ECE graduate student Phal's research featured on journal cover for a third time

7/25/2022 Laura Schmitt

A skilled artist and photographer, ECE doctoral student Yamuna Phal relishes the opportunity to create striking images representing her research. In June, the Journal of Physical Chemistry C featured her work on its cover, marking the third time one of her papers made the cover of a major peer-reviewed journal.

Written by Laura Schmitt

A skilled artist and photographer, ECE doctoral student Yamuna Phal relishes the opportunity to create striking images representing her research. In June, the Journal of Physical Chemistry C featured her work on its cover, marking the third time one of her papers made the cover of a major peer-reviewed journal.

Yamuna Phal
Yamuna Phal

“It was an honor to have my artwork selected for the cover of another journal – it’s  a great source of joy and pride for me,” said Phal, a member of Bioengineering Professor Rohit Bhargava’s Chemical Imaging and Structures Lab. “I enjoy being able to use my artistic side to visually summarize theoretical and complex concepts.”

Phal’s paper, “Resolution limit in infrared chemical imaging,” with former ECE Professor P. Scott Carney, ECE alumnus Luke Pfister, and Bhargava, reports an information theory-based approach to quantify the resolution limit of chemical imaging systems by accounting for signal-to-noise ratio and the multiple wavelengths involved in this type of infrared imaging.

Her work provides an analytical formulation while demonstrating an improved resolution limit for spectral imaging systems compared to conventional optical imaging systems.

Chemical imaging techniques enable both molecular and optical evaluation of a sample, such as a tissue or a polymer, which provides more information about the sample than could be obtained by an optical microscope or spectroscopic measurements alone.

Chemical imaging is an emerging technique with broad applications in biomedical analyses and quality assurance and control for use in the pharmaceutical, polymer, semiconductor, agriculture, and security industries.  Illinois has been a leader in the development of infrared imaging technology and provided both theory and experimental methods that have pushed its limits.
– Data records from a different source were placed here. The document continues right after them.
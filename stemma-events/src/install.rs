//! Process-wide installation.
//!
//! Composition is explicit: resolve a [`SinkConfig`], build a tracker with
//! [`RunTracker::from_config`], and hand it to whatever drives the
//! orchestrator callbacks. For host runtimes that need a process-wide
//! configuration, [`install`] stores one exactly once behind an idempotent
//! init check - it reports whether this call performed the initialization
//! instead of relying on a bare boolean flag.

use crate::emitter::LineageEmitter;
use crate::sink::sink_for;
use crate::tracker::RunTracker;
use once_cell::sync::OnceCell;
use stemma_core::{SinkConfig, StemmaResult};

static INSTALLED: OnceCell<SinkConfig> = OnceCell::new();

impl RunTracker {
    /// Build a tracker delivering to the sink a configuration names.
    ///
    /// # Errors
    ///
    /// Returns a config error for a missing or unsupported sink target -
    /// fatal before any event is built.
    pub fn from_config(config: &SinkConfig) -> StemmaResult<Self> {
        let sink = sink_for(config)?;
        Ok(Self::new(LineageEmitter::new(sink, config.namespace.clone())))
    }
}

/// Install a process-wide sink configuration.
///
/// Validates the configuration (including transport selection) and stores it
/// once. Returns `Ok(true)` when this call performed the initialization and
/// `Ok(false)` when a configuration was already installed; the stored
/// configuration is never replaced.
///
/// # Errors
///
/// Returns a config error for a missing sink target or unsupported scheme.
pub fn install(config: SinkConfig) -> StemmaResult<bool> {
    // Surface configuration problems before any event is ever built, even
    // when another install already won the race.
    sink_for(&config)?;
    Ok(INSTALLED.set(config).is_ok())
}

/// Install from environment variables (`STEMMA_SINK_URL` et al.).
pub fn install_from_env() -> StemmaResult<bool> {
    let config = SinkConfig::from_env().map_err(stemma_core::StemmaError::from)?;
    install(config)
}

/// Whether a process-wide configuration has been installed.
pub fn is_installed() -> bool {
    INSTALLED.get().is_some()
}

/// The installed configuration, when present.
pub fn installed_config() -> Option<&'static SinkConfig> {
    INSTALLED.get()
}

// =============================================================================
// TESTS
// =============================================================================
For her cover artwork, Phal depicted the infrared light waves used in chemical imaging as orange spirals illuminating two representative samples. She also created close-up simulations of how conventional imaging techniques and novel chemical imaging methods would perceive the two samples.

“The multiple wavelengths in IR chemical imaging systems enable better spectral contrast,” Phal said. “Thus, the ability to distinguish between samples or the perceived resolution limit, is improved.”

“Chemical imaging is an exciting area, with deep connections to work done at Illinois and in the Electrical and Computer Engineering Department for years,” said Bhargava, a Founder Professor in Bioengineering. “Yamuna and colleagues are helping accelerate our contributions and impact with these studies across many fields, as recognized by cover selections by three journals in just over a year. These selections also recognize the beautiful intersection of art and science.”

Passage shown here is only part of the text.